Promotional single by One Direction

from the album Midnight Memories
- Released: 20 November 2013
- Studio: Enemy Dojo (Calabasas, California)
- Length: 3:04
- Label: Syco; Columbia;
- Songwriters: Julian Bunetta; John Ryan; Jamie Scott; Louis Tomlinson;
- Producers: Julian Bunetta; John Ryan;

= Strong (One Direction song) =

2013 single by One Direction

"Strong" is a song by English-Irish boy band One Direction, taken from their third studio album Midnight Memories (2013). It was released on 20 November 2013. It reached number one in New Zealand, number 15 in Austria and number 44 in Canada. It was written by Julian Bunetta, John Ryan, Jamie Scott, and Louis Tomlinson.

==Background and release==
"Strong" was written by Louis Tomlinson, John Ryan, Jamie Scott, and Julian Bunetta. In an interview with MTV News, Bunetta said, "We got into this discussion about how when you tell someone like 'I need you, I love you and I need you 'cause you make me strong,' essentially you can scare someone off. It's pressure, so people just kind of run from it. So, that's what the lyric is," recalled Bunetta, who also helped produce songs on the album. "It's saying 'I'm sorry if I say this, but fuck it. And obviously Louis' been in a relationship [with Eleanor Calder] for a long time. It was just sort of a thing that I think all guys feel, having to uphold a man 'I'm strong' philosophy, and kind of throwing that idea out the window."

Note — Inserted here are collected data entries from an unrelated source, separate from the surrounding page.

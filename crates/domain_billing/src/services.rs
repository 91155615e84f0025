//! Billing domain services
//!
//! `BillingService` orchestrates item and purchase-order writes: the
//! inactive-client guard, PO selection and copy-on-select sync, lifecycle
//! validation, and the project-deletion cascade. Every check runs before
//! the first store write.

use std::sync::Arc;

use chrono::NaiveDate;
use tracing::{debug, instrument};

use core_kernel::{BillableItemId, DocumentId, ProjectId, PurchaseOrderId};
use domain_directory::{DirectoryStore, Project};

use crate::error::BillingError;
use crate::item::{BillableItem, ItemStatus};
use crate::lifecycle::{approve, reject, validate_billable_item};
use crate::ports::{
    BillingStore, CreateBillableItemRequest, CreatePurchaseOrderRequest,
    UpdateBillableItemRequest, UpdatePurchaseOrderRequest,
};
use crate::purchase_order::{compute_utilization, PurchaseOrder, Utilization};

/// Application service for the billing domain
pub struct BillingService {
    store: Arc<dyn BillingStore>,
    directory: Arc<dyn DirectoryStore>,
}

impl BillingService {
    /// Creates a new billing service over the given adapters
    pub fn new(store: Arc<dyn BillingStore>, directory: Arc<dyn DirectoryStore>) -> Self {
        Self { store, directory }
    }

    // ========================================================================
    // Purchase orders
    // ========================================================================

    /// Creates a purchase order under an existing, active client's project
    #[instrument(skip(self, request), fields(project_id = %request.project_id, po_number = %request.po_number))]
    pub async fn create_purchase_order(
        &self,
        request: CreatePurchaseOrderRequest,
    ) -> Result<PurchaseOrder, BillingError> {
        self.ensure_project_writable(request.project_id).await?;
        if request.po_value.is_negative() {
            return Err(BillingError::NegativeAmount);
        }

        let mut po = PurchaseOrder::new(
            request.project_id,
            request.name,
            request.po_number,
            request.po_value,
        );
        po.end_date = request.end_date;
        po.document = request.document;

        self.store.create_purchase_order(&po).await?;
        debug!(po_id = %po.id, "purchase order created");
        Ok(po)
    }

    /// Updates a purchase order record
    ///
    /// Items that already copied this PO's number and end date keep their
    /// saved values; only future selections see the edit.
    #[instrument(skip(self, request))]
    pub async fn update_purchase_order(
        &self,
        id: PurchaseOrderId,
        request: UpdatePurchaseOrderRequest,
    ) -> Result<PurchaseOrder, BillingError> {
        let mut po = self.get_purchase_order(id).await?;
        self.ensure_project_writable(po.project_id).await?;

        if let Some(name) = request.name {
            po.name = name;
        }
        if let Some(po_number) = request.po_number {
            po.po_number = po_number;
        }
        if let Some(po_value) = request.po_value {
            if po_value.is_negative() {
                return Err(BillingError::NegativeAmount);
            }
            po.po_value = po_value;
        }
        if let Some(end_date) = request.end_date {
            po.end_date = Some(end_date);
        }
        if let Some(document) = request.document {
            po.document = Some(document);
        }

        self.store.update_purchase_order(&po).await?;
        Ok(po)
    }

    /// Fetches a purchase order
    pub async fn get_purchase_order(
        &self,
        id: PurchaseOrderId,
    ) -> Result<PurchaseOrder, BillingError> {
        self.store.get_purchase_order(id).await.map_err(|err| {
            if err.is_not_found() {
                BillingError::PurchaseOrderNotFound(id)
            } else {
                err.into()
            }
        })
    }

    /// Lists all purchase orders
    pub async fn list_purchase_orders(&self) -> Result<Vec<PurchaseOrder>, BillingError> {
        Ok(self.store.list_purchase_orders().await?)
    }

    /// Removes a purchase order record
    #[instrument(skip(self))]
    pub async fn delete_purchase_order(&self, id: PurchaseOrderId) -> Result<(), BillingError> {
        let po = self.get_purchase_order(id).await?;
        self.ensure_project_writable(po.project_id).await?;
        self.store.delete_purchase_order(id).await?;
        Ok(())
    }

    /// Computes current utilization for a purchase order
    ///
    /// Derived on every call; nothing is stored. Draws come from the
    /// PO's own project plus any record elsewhere that still carries the
    /// copied PO number without an id link.
    pub async fn utilization(&self, id: PurchaseOrderId) -> Result<Utilization, BillingError> {
        let po = self.get_purchase_order(id).await?;
        let mut items = self.store.items_for_project(po.project_id).await?;
        for item in self.store.items_for_po_number(&po.po_number).await? {
            if !items.iter().any(|existing| existing.id == item.id) {
                items.push(item);
            }
        }
        Ok(compute_utilization(&po, &items))
    }

    // ========================================================================
    // Billable items
    // ========================================================================

    /// Creates a billable item against a selected purchase order
    #[instrument(skip(self, request), fields(project_id = %request.project_id, name = %request.name))]
    pub async fn create_item(
        &self,
        request: CreateBillableItemRequest,
    ) -> Result<BillableItem, BillingError> {
        self.ensure_project_writable(request.project_id).await?;

        // PO selection is required before any other lifecycle check
        let po_id = request
            .purchase_order_id
            .ok_or(BillingError::MissingPurchaseOrder)?;
        let po = self.get_purchase_order(po_id).await?;

        let mut item = BillableItem::new(
            request.project_id,
            request.name,
            request.invoice_type,
            request.amount,
            request.start_date,
            request.end_date,
        );
        if let Some(status) = request.status {
            item.status = status;
        }
        item.invoice_number = request.invoice_number;
        item.invoice_date = request.invoice_date;
        item.payment_date = request.payment_date;
        item.proposal_document = request.proposal_document;
        item.invoice_document = request.invoice_document;
        item.attribution = request.attribution;
        item.sync_purchase_order(po.id, &po.po_number, po.end_date);
        item.po_document = po.document;

        validate_billable_item(&item)?;
        self.store.create_item(&item).await?;
        debug!(item_id = %item.id, "billable item created");
        Ok(item)
    }

    /// Updates a billable item
    ///
    /// A purchase order must be selected: either re-supplied in the
    /// request (re-syncing the copied PO fields) or already on the item.
    #[instrument(skip(self, request))]
    pub async fn update_item(
        &self,
        id: BillableItemId,
        request: UpdateBillableItemRequest,
    ) -> Result<BillableItem, BillingError> {
        let mut item = self.get_item(id).await?;
        self.ensure_project_writable(item.project_id).await?;

        match request.purchase_order_id {
            Some(po_id) => {
                let po = self.get_purchase_order(po_id).await?;
                item.sync_purchase_order(po.id, &po.po_number, po.end_date);
            }
            None => {
                if item.purchase_order_id.is_none() {
                    return Err(BillingError::MissingPurchaseOrder);
                }
            }
        }

        if let Some(name) = request.name {
            item.name = name;
        }
        if let Some(invoice_type) = request.invoice_type {
            item.invoice_type = invoice_type;
        }
        if let Some(status) = request.status {
            item.status = status;
        }
        if let Some(amount) = request.amount {
            item.amount = amount;
        }
        if let Some(start_date) = request.start_date {
            item.start_date = start_date;
        }
        if let Some(end_date) = request.end_date {
            item.end_date = end_date;
        }
        if let Some(invoice_number) = request.invoice_number {
            item.invoice_number = Some(invoice_number);
        }
        if let Some(invoice_date) = request.invoice_date {
            item.invoice_date = Some(invoice_date);
        }
        if let Some(payment_date) = request.payment_date {
            item.payment_date = Some(payment_date);
        }
        if let Some(proposal_document) = request.proposal_document {
            item.proposal_document = Some(proposal_document);
        }
        if let Some(invoice_document) = request.invoice_document {
            item.invoice_document = Some(invoice_document);
        }
        if let Some(attribution) = request.attribution {
            item.attribution = attribution;
        }
        item.updated_at = chrono::Utc::now();

        validate_billable_item(&item)?;
        self.store.update_item(&item).await?;
        Ok(item)
    }

    /// Approves a pending item
    #[instrument(skip(self))]
    pub async fn approve_item(&self, id: BillableItemId) -> Result<BillableItem, BillingError> {
        let mut item = self.get_item(id).await?;
        self.ensure_project_writable(item.project_id).await?;
        approve(&mut item)?;
        self.store.update_item(&item).await?;
        debug!(item_id = %id, "item approved");
        Ok(item)
    }

    /// Rejects a pending item
    #[instrument(skip(self))]
    pub async fn reject_item(&self, id: BillableItemId) -> Result<BillableItem, BillingError> {
        let mut item = self.get_item(id).await?;
        self.ensure_project_writable(item.project_id).await?;
        reject(&mut item)?;
        self.store.update_item(&item).await?;
        debug!(item_id = %id, "item rejected");
        Ok(item)
    }

    /// Moves an item to `Raised` with its invoice metadata
    #[instrument(skip(self))]
    pub async fn mark_raised(
        &self,
        id: BillableItemId,
        invoice_number: String,
        invoice_date: NaiveDate,
        invoice_document: DocumentId,
    ) -> Result<BillableItem, BillingError> {
        let mut item = self.get_item(id).await?;
        self.ensure_project_writable(item.project_id).await?;

        item.status = ItemStatus::Raised;
        item.invoice_number = Some(invoice_number);
        item.invoice_date = Some(invoice_date);
        item.invoice_document = Some(invoice_document);
        item.updated_at = chrono::Utc::now();

        validate_billable_item(&item)?;
        self.store.update_item(&item).await?;
        Ok(item)
    }

    /// Moves an item to `Received`, recording the payment date
    #[instrument(skip(self))]
    pub async fn mark_received(
        &self,
        id: BillableItemId,
        payment_date: NaiveDate,
    ) -> Result<BillableItem, BillingError> {
        let mut item = self.get_item(id).await?;
        self.ensure_project_writable(item.project_id).await?;

        item.status = ItemStatus::Received;
        item.payment_date = Some(payment_date);
        item.updated_at = chrono::Utc::now();

        validate_billable_item(&item)?;
        self.store.update_item(&item).await?;
        Ok(item)
    }

    /// Fetches an item
    pub async fn get_item(&self, id: BillableItemId) -> Result<BillableItem, BillingError> {
        self.store.get_item(id).await.map_err(|err| {
            if err.is_not_found() {
                BillingError::ItemNotFound(id)
            } else {
                err.into()
            }
        })
    }

    /// Lists all items
    pub async fn list_items(&self) -> Result<Vec<BillableItem>, BillingError> {
        Ok(self.store.list_items().await?)
    }

    /// Lists items owned by a project
    pub async fn items_for_project(
        &self,
        project_id: ProjectId,
    ) -> Result<Vec<BillableItem>, BillingError> {
        Ok(self.store.items_for_project(project_id).await?)
    }

    /// Removes an item; deleting an item has no cascading side effects
    #[instrument(skip(self))]
    pub async fn delete_item(&self, id: BillableItemId) -> Result<(), BillingError> {
        let item = self.get_item(id).await?;
        self.ensure_project_writable(item.project_id).await?;
        self.store.delete_item(id).await?;
        Ok(())
    }

    // ========================================================================
    // Cascades
    // ========================================================================

    /// Deletes a project with its billable items and purchase orders
    ///
    /// The billing records go first so a failure part-way never leaves a
    /// project pointing at deleted children.
    #[instrument(skip(self))]
    pub async fn delete_project(&self, project_id: ProjectId) -> Result<(), BillingError> {
        self.ensure_project_writable(project_id).await?;

        for item in self.store.items_for_project(project_id).await? {
            self.store.delete_item(item.id).await?;
        }
        for po in self.store.purchase_orders_for_project(project_id).await? {
            self.store.delete_purchase_order(po.id).await?;
        }
        self.directory.delete_project(project_id).await?;
        debug!(project_id = %project_id, "project deleted with billing records");
        Ok(())
    }

    /// Fails unless the project resolves and its client is active
    async fn ensure_project_writable(
        &self,
        project_id: ProjectId,
    ) -> Result<Project, BillingError> {
        let project = self
            .directory
            .get_project(project_id)
            .await
            .map_err(|err| {
                if err.is_not_found() {
                    BillingError::ProjectNotFound(project_id)
                } else {
                    BillingError::Store(err)
                }
            })?;
        let client = self.directory.get_client(project.client_id).await?;
        if !client.is_active {
            return Err(BillingError::InactiveClient(client.id));
        }
        Ok(project)
    }
}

On 18 November, "Strong" was one of three tracks, along with "Diana" and "Midnight Memories", to be released ahead of the album, which was released the following week.

==Reception==
Michael Cragg of the Daily Mirror gave "Strong" four out of five stars and wrote: ""My hands, your hands tied up like two ships" sings Zayn to open Strong. I don't think it's about nautical bondage mind you, but more about love and feeling safe with someone that's your soulmate etc. etc. and so on. Again, it's upbeat but quite 'mature', and certainly less teenage than What Makes Your Beautiful. This isn't about a quick fumble, more a recently announced engagement. It's also ridiculously catchy." Writing for Billboard, Chris Payne called the song "a love song in the earnest, mid-tempo vein of previous track "Don't Forget Where You Belong." It's the sort of song plenty of boy bands and well-meaning soft rockers have pulled off before...."

==Chart performance==
The song reached number one on the Official New Zealand Music Chart, making it One Direction's third number one in New Zealand, after "Live While We're Young" (2012) and "Story of My Life". It also charted at number 48 on the UK Singles Chart, number 87 in the Billboard Hot 100 and number 44 on the Canadian Hot 100.

==Charts==

Chart performance for "Strong"
| Chart (2013) | Peak position |
|---|---|
| Austria (Ö3 Austria Top 40) | 15 |
| Belgium (Ultratop 50 Flanders) | 6 |
| Belgium (Ultratop 50 Wallonia) | 9 |
| Canada Hot 100 (Billboard) | 44 |
| Denmark (Tracklisten) | 3 |
| Euro Digital Song Sales (Billboard) | 7 |
| France (SNEP) | 15 |
| Germany (GfK) | 24 |
| Greece Digital Songs (Billboard) | 2 |
| Hungary (Single Top 40) | 7 |
| Ireland (IRMA) | 22 |
| Italy (FIMI) | 8 |
| Luxembourg Digital Song Sales (Billboard) | 6 |
| Netherlands (Single Top 100) | 6 |
| New Zealand (Recorded Music NZ) | 1 |
| Portugal Digital Song Sales (Billboard) | 4 |
| South Korea (Gaon) | 166 |
| Spain (Promusicae) | 6 |
| Sweden (Sverigetopplistan) | 58 |
| UK Singles (Official Charts) | 48 |
| US Billboard Hot 100 | 87 |

==See also==
- List of number-one singles from the 2010s (New Zealand)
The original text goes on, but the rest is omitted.